Tea ceremonies in Korea
Korea is well known for their tea ceremonies. There are at least 15 main rites.
The Day Tea rite was a ceremony that took place in the daytime during the Joseon dynasty between 1392 and 1897. The Special Tea Rite was performed when foreign diplomats, dignitaries, and tradesmen were welcomed, as well as during royal weddings. There was a special tea ceremony known as the Queen Tea Ceremony, which was performed at the onset of royal dramas, allowed for only females, and the crown prince.
These first ceremonies were conducted by and for the royal family, however towards the end of the Joseon dynasty fellow countrymen also joined the trend.
Buddhists in Korea attributed a spiritual characteristic to their tea and considered it as a type of meditation, similar to how it was treated in Japan and China. It was not only limited to the Buddhists but also Confucian followers believed this idea and it was them that wrote “a cup of tea is the beginning of Zen”. In the 7th century tea rites it was considered that tea led to one's enlightenment.

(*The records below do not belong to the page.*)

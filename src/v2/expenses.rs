use chrono::{DateTime, NaiveDate, Utc};
use serde::Serialize;
use serde_json::Value;

use crate::error::Result;
use crate::params::ListOptions;
use crate::v2::HarvestClient;

#[derive(Debug, Clone, Default, Serialize)]
pub struct ExpenseFilter {
    pub user_id: Option<u64>,
    pub client_id: Option<u64>,
    pub project_id: Option<u64>,
    pub is_billed: Option<bool>,
    pub updated_since: Option<DateTime<Utc>>,
    pub from: Option<NaiveDate>,
    pub to: Option<NaiveDate>,
    #[serde(flatten)]
    pub paging: ListOptions,
}

#[derive(Debug, Clone, Default, Serialize)]
pub struct ExpenseParams {
    pub user_id: Option<u64>,
    pub project_id: Option<u64>,
    pub expense_category_id: Option<u64>,
    pub spent_date: Option<NaiveDate>,
    /// For unit-priced categories; otherwise use `total_cost`.
    pub units: Option<f64>,
    pub total_cost: Option<f64>,
    pub notes: Option<String>,
    pub billable: Option<bool>,
}

impl HarvestClient {
    pub async fn list_expenses(&self, filter: &ExpenseFilter) -> Result<Value> {
        self.fetch_with("/expenses", filter).await
    }

    pub async fn all_expenses(&self, filter: &ExpenseFilter) -> Result<Vec<Value>> {
        self.fetch_all_pages("/expenses", "expenses", filter).await
    }

    pub async fn get_expense(&self, expense_id: u64) -> Result<Value> {
        self.fetch(&format!("/expenses/{}", expense_id)).await
    }

    pub async fn create_expense(&self, params: &ExpenseParams) -> Result<Value> {
        self.create("/expenses", params, &["project_id", "expense_category_id", "spent_date"]).await
    }

    pub async fn update_expense(&self, expense_id: u64, params: &ExpenseParams) -> Result<Value> {
        self.update(&format!("/expenses/{}", expense_id), params).await
    }

    pub async fn delete_expense(&self, expense_id: u64) -> Result<Value> {
        self.remove(&format!("/expenses/{}", expense_id)).await
    }

    pub async fn list_expense_categories(&self, paging: &ListOptions) -> Result<Value> {
        self.fetch_with("/expense_categories", paging).await
    }
}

Tea ceremonies were also thought of as a disciplinary course of actions to purify the mind. In addition to the Zen followers Taoists also considered tea to be strongly related to their religious beliefs. A scholar named To Kyu-bo declared that Taoism and the tea ceremony is actually one.
Teaware of Korea
Sharing a like-minded spirit with the regional neighbours China and Japan, Korea also has quite a long history of how tea items are respected and admired. History holds that in year 661 the first record was made of tea being offered to an ancestral god.
Korean teaware are mostly handmade. Their practicality and texture are much adored. They are also known as Zen tea and Zen teaware.
During the history at one point, Korean teaware gained so much popularity that people who were forced to work in Japan produced beautiful items for Japanese tea ceremonies. Today tea bowls, tea cups, and various other tea-making items are valued at very high prices representing many reigns of Korean royal lineage.
Korean teaware are mostly made of porcelain. Once tea is brewed and steeped, it is poured into cups which then are placed on saucers. A cup and a saucer will be placed before each guest, ideally sitting on the floor. Guests are supposed to hold the cups using both their hands and enjoy the color and then the aroma of the tea.
Due to the wider freedom attributed to Korean tea ceremonies, the teahouse structure, entrance to the tea garden, production and usage of teaware, chosen snacks, and other aspects of a ceremony have a broader variance.